What you give back must match the records below exactly.
- Opening Delimiter -
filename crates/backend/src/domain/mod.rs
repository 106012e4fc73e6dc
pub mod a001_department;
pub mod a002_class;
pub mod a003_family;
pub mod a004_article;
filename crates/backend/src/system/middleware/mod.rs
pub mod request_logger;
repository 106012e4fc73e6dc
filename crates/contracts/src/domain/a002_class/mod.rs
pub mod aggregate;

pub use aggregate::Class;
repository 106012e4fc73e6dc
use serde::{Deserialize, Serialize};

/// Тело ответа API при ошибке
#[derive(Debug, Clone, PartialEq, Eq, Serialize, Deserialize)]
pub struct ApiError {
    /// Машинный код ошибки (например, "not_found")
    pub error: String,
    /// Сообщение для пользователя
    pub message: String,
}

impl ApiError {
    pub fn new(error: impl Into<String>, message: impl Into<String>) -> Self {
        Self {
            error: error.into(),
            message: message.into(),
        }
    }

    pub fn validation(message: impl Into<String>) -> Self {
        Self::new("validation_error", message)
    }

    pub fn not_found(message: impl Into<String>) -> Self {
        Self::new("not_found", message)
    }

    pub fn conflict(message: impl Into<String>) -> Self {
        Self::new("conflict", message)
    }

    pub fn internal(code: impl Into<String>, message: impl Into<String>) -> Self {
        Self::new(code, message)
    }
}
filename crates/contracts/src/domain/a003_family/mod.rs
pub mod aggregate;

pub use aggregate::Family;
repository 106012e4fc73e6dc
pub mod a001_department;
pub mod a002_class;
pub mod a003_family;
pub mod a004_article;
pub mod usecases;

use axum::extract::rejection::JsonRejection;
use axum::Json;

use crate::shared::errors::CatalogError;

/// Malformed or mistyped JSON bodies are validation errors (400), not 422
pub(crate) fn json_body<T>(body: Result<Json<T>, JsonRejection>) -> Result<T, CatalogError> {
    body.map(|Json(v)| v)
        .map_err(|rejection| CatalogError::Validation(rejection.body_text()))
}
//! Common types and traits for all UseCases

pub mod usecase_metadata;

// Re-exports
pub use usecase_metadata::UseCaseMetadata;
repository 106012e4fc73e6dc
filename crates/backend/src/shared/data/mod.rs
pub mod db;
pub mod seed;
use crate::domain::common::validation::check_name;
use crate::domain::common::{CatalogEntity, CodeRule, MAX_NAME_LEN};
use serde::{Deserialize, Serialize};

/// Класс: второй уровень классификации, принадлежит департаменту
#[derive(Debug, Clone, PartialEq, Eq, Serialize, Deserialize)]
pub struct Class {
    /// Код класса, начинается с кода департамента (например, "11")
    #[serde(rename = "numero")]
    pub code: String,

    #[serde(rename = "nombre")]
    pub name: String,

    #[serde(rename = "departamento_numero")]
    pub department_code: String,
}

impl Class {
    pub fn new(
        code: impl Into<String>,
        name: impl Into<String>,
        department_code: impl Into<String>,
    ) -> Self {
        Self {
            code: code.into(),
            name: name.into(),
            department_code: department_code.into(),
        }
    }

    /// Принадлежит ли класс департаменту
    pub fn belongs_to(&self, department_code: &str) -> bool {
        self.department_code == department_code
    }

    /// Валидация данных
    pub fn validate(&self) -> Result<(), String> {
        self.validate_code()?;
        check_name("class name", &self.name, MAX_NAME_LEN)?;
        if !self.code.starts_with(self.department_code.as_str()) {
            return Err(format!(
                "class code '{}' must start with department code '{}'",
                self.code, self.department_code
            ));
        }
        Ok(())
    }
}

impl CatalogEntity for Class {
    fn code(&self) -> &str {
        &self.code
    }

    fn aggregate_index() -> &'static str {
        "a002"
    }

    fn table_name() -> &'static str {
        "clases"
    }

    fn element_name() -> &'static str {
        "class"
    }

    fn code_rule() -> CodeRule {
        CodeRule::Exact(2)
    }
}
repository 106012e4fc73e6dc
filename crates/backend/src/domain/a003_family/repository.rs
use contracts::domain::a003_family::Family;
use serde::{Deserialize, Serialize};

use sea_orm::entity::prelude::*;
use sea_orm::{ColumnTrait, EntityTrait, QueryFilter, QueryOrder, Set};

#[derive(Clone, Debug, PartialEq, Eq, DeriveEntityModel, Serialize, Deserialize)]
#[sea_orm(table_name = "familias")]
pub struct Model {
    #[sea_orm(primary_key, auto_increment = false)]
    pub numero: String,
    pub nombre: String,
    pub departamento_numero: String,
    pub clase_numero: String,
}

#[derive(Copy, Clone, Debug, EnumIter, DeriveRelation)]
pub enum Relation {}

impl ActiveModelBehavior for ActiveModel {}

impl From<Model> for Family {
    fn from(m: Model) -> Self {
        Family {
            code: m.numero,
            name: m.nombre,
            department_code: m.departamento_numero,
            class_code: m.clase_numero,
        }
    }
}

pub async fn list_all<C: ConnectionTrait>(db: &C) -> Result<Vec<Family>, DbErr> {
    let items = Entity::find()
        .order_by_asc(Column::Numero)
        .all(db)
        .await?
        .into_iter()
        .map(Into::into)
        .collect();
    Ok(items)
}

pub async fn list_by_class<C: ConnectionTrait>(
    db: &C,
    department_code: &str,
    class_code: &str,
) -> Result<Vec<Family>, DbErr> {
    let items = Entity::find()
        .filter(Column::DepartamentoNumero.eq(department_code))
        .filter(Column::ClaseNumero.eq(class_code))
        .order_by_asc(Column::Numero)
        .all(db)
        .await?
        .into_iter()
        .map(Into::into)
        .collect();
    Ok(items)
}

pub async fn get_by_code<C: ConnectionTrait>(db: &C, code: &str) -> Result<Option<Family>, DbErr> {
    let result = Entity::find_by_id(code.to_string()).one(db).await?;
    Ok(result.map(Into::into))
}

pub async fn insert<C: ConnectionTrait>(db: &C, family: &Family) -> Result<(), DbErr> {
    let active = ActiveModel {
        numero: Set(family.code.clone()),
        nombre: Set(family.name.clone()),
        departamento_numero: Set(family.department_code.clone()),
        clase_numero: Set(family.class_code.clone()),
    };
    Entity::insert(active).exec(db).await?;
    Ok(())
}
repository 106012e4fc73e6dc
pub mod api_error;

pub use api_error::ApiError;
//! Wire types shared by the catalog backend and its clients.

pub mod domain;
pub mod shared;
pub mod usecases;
- Closing Delimiter -
*Written answer*.
filename crates/backend/src/domain/mod.rs
repository 106012e4fc73e6dc
pub mod a001_department;
pub mod a002_class;
pub mod a003_family;
pub mod a004_article;
filename crates/backend/src/system/middleware/mod.rs
pub mod request_logger;
repository 106012e4fc73e6dc
filename crates/contracts/src/domain/a002_class/mod.rs
pub mod aggregate;

pub use aggregate::Class;
repository 106012e4fc73e6dc
use serde::{Deserialize, Serialize};

/// Тело ответа API при ошибке
#[derive(Debug, Clone, PartialEq, Eq, Serialize, Deserialize)]
pub struct ApiError {
    /// Машинный код ошибки (например, "not_found")
    pub error: String,
    /// Сообщение для пользователя
    pub message: String,
}

impl ApiError {
    pub fn new(error: impl Into<String>, message: impl Into<String>) -> Self {
        Self {
            error: error.into(),
            message: message.into(),
        }
    }

    pub fn validation(message: impl Into<String>) -> Self {
        Self::new("validation_error", message)
    }

    pub fn not_found(message: impl Into<String>) -> Self {
        Self::new("not_found", message)
    }

    pub fn conflict(message: impl Into<String>) -> Self {
        Self::new("conflict", message)
    }

    pub fn internal(code: impl Into<String>, message: impl Into<String>) -> Self {
        Self::new(code, message)
    }
}
filename crates/contracts/src/domain/a003_family/mod.rs
pub mod aggregate;

pub use aggregate::Family;
repository 106012e4fc73e6dc
pub mod a001_department;
pub mod a002_class;
pub mod a003_family;
pub mod a004_article;
pub mod usecases;

use axum::extract::rejection::JsonRejection;
use axum::Json;

use crate::shared::errors::CatalogError;

/// Malformed or mistyped JSON bodies are validation errors (400), not 422
pub(crate) fn json_body<T>(body: Result<Json<T>, JsonRejection>) -> Result<T, CatalogError> {
    body.map(|Json(v)| v)
        .map_err(|rejection| CatalogError::Validation(rejection.body_text()))
}
//! Common types and traits for all UseCases

pub mod usecase_metadata;

// Re-exports
pub use usecase_metadata::UseCaseMetadata;
repository 106012e4fc73e6dc
filename crates/backend/src/shared/data/mod.rs
pub mod db;
pub mod seed;
use crate::domain::common::validation::check_name;
use crate::domain::common::{CatalogEntity, CodeRule, MAX_NAME_LEN};
use serde::{Deserialize, Serialize};

/// Класс: второй уровень классификации, принадлежит департаменту
#[derive(Debug, Clone, PartialEq, Eq, Serialize, Deserialize)]
pub struct Class {
    /// Код класса, начинается с кода департамента (например, "11")
    #[serde(rename = "numero")]
    pub code: String,

    #[serde(rename = "nombre")]
    pub name: String,

    #[serde(rename = "departamento_numero")]
    pub department_code: String,
}

impl Class {
    pub fn new(
        code: impl Into<String>,
        name: impl Into<String>,
        department_code: impl Into<String>,
    ) -> Self {
        Self {
            code: code.into(),
            name: name.into(),
            department_code: department_code.into(),
        }
    }

    /// Принадлежит ли класс департаменту
    pub fn belongs_to(&self, department_code: &str) -> bool {
        self.department_code == department_code
    }

    /// Валидация данных
    pub fn validate(&self) -> Result<(), String> {
        self.validate_code()?;
        check_name("class name", &self.name, MAX_NAME_LEN)?;
        if !self.code.starts_with(self.department_code.as_str()) {
            return Err(format!(
                "class code '{}' must start with department code '{}'",
                self.code, self.department_code
            ));
        }
        Ok(())
    }
}

impl CatalogEntity for Class {
    fn code(&self) -> &str {
        &self.code
    }

    fn aggregate_index() -> &'static str {
        "a002"
    }

    fn table_name() -> &'static str {
        "clases"
    }

    fn element_name() -> &'static str {
        "class"
    }

    fn code_rule() -> CodeRule {
        CodeRule::Exact(2)
    }
}
repository 106012e4fc73e6dc
filename crates/backend/src/domain/a003_family/repository.rs
use contracts::domain::a003_family::Family;
use serde::{Deserialize, Serialize};

use sea_orm::entity::prelude::*;
use sea_orm::{ColumnTrait, EntityTrait, QueryFilter, QueryOrder, Set};

#[derive(Clone, Debug, PartialEq, Eq, DeriveEntityModel, Serialize, Deserialize)]
#[sea_orm(table_name = "familias")]
pub struct Model {
    #[sea_orm(primary_key, auto_increment = false)]
    pub numero: String,
    pub nombre: String,
    pub departamento_numero: String,
    pub clase_numero: String,
}

#[derive(Copy, Clone, Debug, EnumIter, DeriveRelation)]
pub enum Relation {}

impl ActiveModelBehavior for ActiveModel {}

impl From<Model> for Family {
    fn from(m: Model) -> Self {
        Family {
            code: m.numero,
            name: m.nombre,
            department_code: m.departamento_numero,
            class_code: m.clase_numero,
        }
    }
}

pub async fn list_all<C: ConnectionTrait>(db: &C) -> Result<Vec<Family>, DbErr> {
    let items = Entity::find()
        .order_by_asc(Column::Numero)
        .all(db)
        .await?
        .into_iter()
        .map(Into::into)
        .collect();
    Ok(items)
}

pub async fn list_by_class<C: ConnectionTrait>(
    db: &C,
    department_code: &str,
    class_code: &str,
) -> Result<Vec<Family>, DbErr> {
    let items = Entity::find()
        .filter(Column::DepartamentoNumero.eq(department_code))
        .filter(Column::ClaseNumero.eq(class_code))
        .order_by_asc(Column::Numero)
        .all(db)
        .await?
        .into_iter()
        .map(Into::into)
        .collect();
    Ok(items)
}

pub async fn get_by_code<C: ConnectionTrait>(db: &C, code: &str) -> Result<Option<Family>, DbErr> {
    let result = Entity::find_by_id(code.to_string()).one(db).await?;
    Ok(result.map(Into::into))
}

pub async fn insert<C: ConnectionTrait>(db: &C, family: &Family) -> Result<(), DbErr> {
    let active = ActiveModel {
        numero: Set(family.code.clone()),
        nombre: Set(family.name.clone()),
        departamento_numero: Set(family.department_code.clone()),
        clase_numero: Set(family.class_code.clone()),
    };
    Entity::insert(active).exec(db).await?;
    Ok(())
}
repository 106012e4fc73e6dc
pub mod api_error;

pub use api_error::ApiError;
//! Wire types shared by the catalog backend and its clients.

pub mod domain;
pub mod shared;
pub mod usecases;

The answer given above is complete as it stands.